> TASK
Begin with the line in which "pub fn advertise(mut" appears and end with the final line of the entries. Retype each one exactly and add nothing.

(Data entries)
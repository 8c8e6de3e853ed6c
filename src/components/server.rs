//! The service's server.
//!
//! # Responsibilities
//! - Carry the service identity (name, version, id) and addresses
//! - Describe itself for discovery
//!
//! # Design Decisions
//! - One implementation only; there is no kind lookup for servers
//! - An empty id is replaced with a random UUID at construction

use std::collections::HashMap;
use std::sync::Arc;

use serde::Serialize;
use uuid::Uuid;

use crate::components::broker::Broker;
use crate::components::registry::Registry;
use crate::components::transport::Transport;

/// Configuration setters for [`Server`].
#[derive(Debug, Clone, Default)]
pub struct ServerOptions {
    pub name: String,
    pub version: String,
    pub id: String,
    pub address: String,
    pub advertise: String,
    pub metadata: HashMap<String, String>,
    pub broker: Option<Arc<dyn Broker>>,
    pub registry: Option<Arc<dyn Registry>>,
    pub transport: Option<Arc<dyn Transport>>,
}

impl ServerOptions {
    pub fn name(mut self, name: impl Into<String>) -> Self {
        self.name = name.into();
        self
    }

    pub fn version(mut self, version: impl Into<String>) -> Self {
        self.version = version.into();
        self
    }

    pub fn id(mut self, id: impl Into<String>) -> Self {
        self.id = id.into();
        self
    }

    /// Bind address.
    pub fn address(mut self, address: impl Into<String>) -> Self {
        self.address = address.into();
        self
    }

    /// Address registered with discovery instead of the bind address.
    pub fn advertise(mut self, advertise: impl Into<String>) -> Self {
        self.advertise = advertise.into();
        self
    }

    pub fn metadata(mut self, metadata: HashMap<String, String>) -> Self {
        self.metadata = metadata;
        self
    }

    pub fn broker(mut self, broker: Option<Arc<dyn Broker>>) -> Self {
        self.broker = broker;
        self
    }

    pub fn registry(mut self, registry: Option<Arc<dyn Registry>>) -> Self {
        self.registry = registry;
        self
    }

    pub fn transport(mut self, transport: Option<Arc<dyn Transport>>) -> Self {
        self.transport = transport;
        self
    }
}

/// What the server publishes about itself to discovery.
#[derive(Debug, Clone, PartialEq, Eq, Serialize)]
pub struct ServiceInfo {
    pub name: String,
    pub version: String,
    pub id: String,
    pub address: String,
    pub metadata: HashMap<String, String>,
}

/// The process's server.
#[derive(Debug, Clone)]
pub struct Server {
    opts: ServerOptions,
}

impl Server {
    pub fn new(mut opts: ServerOptions) -> Self {
        if opts.id.is_empty() {
            opts.id = Uuid::new_v4().to_string();
        }
        Self { opts }
    }

    pub fn options(&self) -> &ServerOptions {
        &self.opts
    }

    /// Address other services should dial: the advertise address when set,
    /// the bind address otherwise.
    pub fn advertised_address(&self) -> &str {
        if self.opts.advertise.is_empty() {
            &self.opts.address
        } else {
            &self.opts.advertise
        }
    }

    pub fn info(&self) -> ServiceInfo {
        ServiceInfo {
            name: self.opts.name.clone(),
            version: self.opts.version.clone(),
            id: self.opts.id.clone(),
            address: self.advertised_address().to_string(),
            metadata: self.opts.metadata.clone(),
        }
    }
}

> OUTPUT FOR THIS EXERCISE
    pub fn advertise(mut self, advertise: impl Into<String>) -> Self {
        self.advertise = advertise.into();
        self
    }

    pub fn metadata(mut self, metadata: HashMap<String, String>) -> Self {
        self.metadata = metadata;
        self
    }

    pub fn broker(mut self, broker: Option<Arc<dyn Broker>>) -> Self {
        self.broker = broker;
        self
    }

    pub fn registry(mut self, registry: Option<Arc<dyn Registry>>) -> Self {
        self.registry = registry;
        self
    }

    pub fn transport(mut self, transport: Option<Arc<dyn Transport>>) -> Self {
        self.transport = transport;
        self
    }
}

/// What the server publishes about itself to discovery.
#[derive(Debug, Clone, PartialEq, Eq, Serialize)]
pub struct ServiceInfo {
    pub name: String,
    pub version: String,
    pub id: String,
    pub address: String,
    pub metadata: HashMap<String, String>,
}

/// The process's server.
#[derive(Debug, Clone)]
pub struct Server {
    opts: ServerOptions,
}

impl Server {
    pub fn new(mut opts: ServerOptions) -> Self {
        if opts.id.is_empty() {
            opts.id = Uuid::new_v4().to_string();
        }
        Self { opts }
    }

    pub fn options(&self) -> &ServerOptions {
        &self.opts
    }

    /// Address other services should dial: the advertise address when set,
    /// the bind address otherwise.
    pub fn advertised_address(&self) -> &str {
        if self.opts.advertise.is_empty() {
            &self.opts.address
        } else {
            &self.opts.advertise
        }
    }

    pub fn info(&self) -> ServiceInfo {
        ServiceInfo {
            name: self.opts.name.clone(),
            version: self.opts.version.clone(),
            id: self.opts.id.clone(),
            address: self.advertised_address().to_string(),
            metadata: self.opts.metadata.clone(),
        }
    }
}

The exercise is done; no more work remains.